Well that is a pathological case partially explained by chronic parasitism—especially a large liver, a large spleen and also parasitism consisting of both malaria and intestinal worms, and certainly an uptake problem. What she eats is not converted into growth.   Fernando Ramirez Rozzi I can't see anything there... I'm going over there...
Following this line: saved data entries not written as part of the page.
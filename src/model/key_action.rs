//! Domain-level keyboard actions independent of key bindings.

/// Actions available while browsing results.
///
/// These represent user intent, not specific keys. The mapping from
/// crossterm::event::KeyEvent to KeyAction is handled by KeyBindings.
#[derive(Debug, Clone, Copy, PartialEq, Eq, Hash)]
pub enum KeyAction {
    /// Show the help modal. Default: h/H
    Help,
    /// Capture a new filter pattern. Default: /
    EnterFilter,
    /// Reset the filter to match everything. Default: n
    ClearFilter,
    /// Leave the result list and prompt for a new query. Default: c
    NewSearch,
    /// Exit the application. Default: q
    Quit,
    /// Scroll the visible window up by one match. Default: ↑
    ScrollUp,
    /// Scroll the visible window down by one match. Default: ↓
    ScrollDown,
}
Yes, here we are. Poor Jeannette, it's in red... We measured her in 2007, 2008 and 2009 and you can see that from 2008 to 2009 she lagged and broke with the normal growth curve for Baka women ... and in 2012, here, she is well below the figures for her age. So we see that her height is roughly equivalent to that of children between four and five and a half, and not at all the height of a child of nine and a half. That is to say she has a considerable delay in growth and her mother told us that she had been ill right after her birth and couldn't breastfeed her.   Alain Froment So tell the mother, and this is important, that it is not a question of money so she mustn't hesitate to go to the dispensary. We'll look after that—it's part of our job anyway to do a little correcting when we see pathological cases. It is clear here that we are beyond research. This a medical aspect and that child must be monitored regularly. Fernando Ramirez Rozzi When I came to Le Bosquet for the first time I went towards the meeting hut and introduced myself. I explained the aim of my research here and so I would come often—at least once a year—and I then offered to bring a dentist from time to time who would treat the Baka free of charge. This is why I brought a dentist here for the first time two years ago and here I am for the second time with a dentist at Le Bosquet to thank them for their help.   Alain Froment In fact the team consists of researchers from a number of different institutes: IRD, CNRS, the Natural History Museum… each with his own origin, culture and training and we have worked on building a concept—human ecology. This interests ethnologists as it is above all the cultural response that serves in mediation with the environment, for immediate adaptation. In the longer term there is a genetic adaptation and so human ecology combines these two bio-cultural approaches to make an entity.   Fernando Ramirez Rozzi Mboto Kalo Mboto Fernando Ramirez Rozzi "Dongue, tondo" ... I collected the others last year: "peke, koko, cana, bokoko" —I already have all these. Kalo Yes, that's it. It's good for making sauce. Yes, you cut it up like that in small bits, like coconut. You put it with fish. It's very good, like spinach.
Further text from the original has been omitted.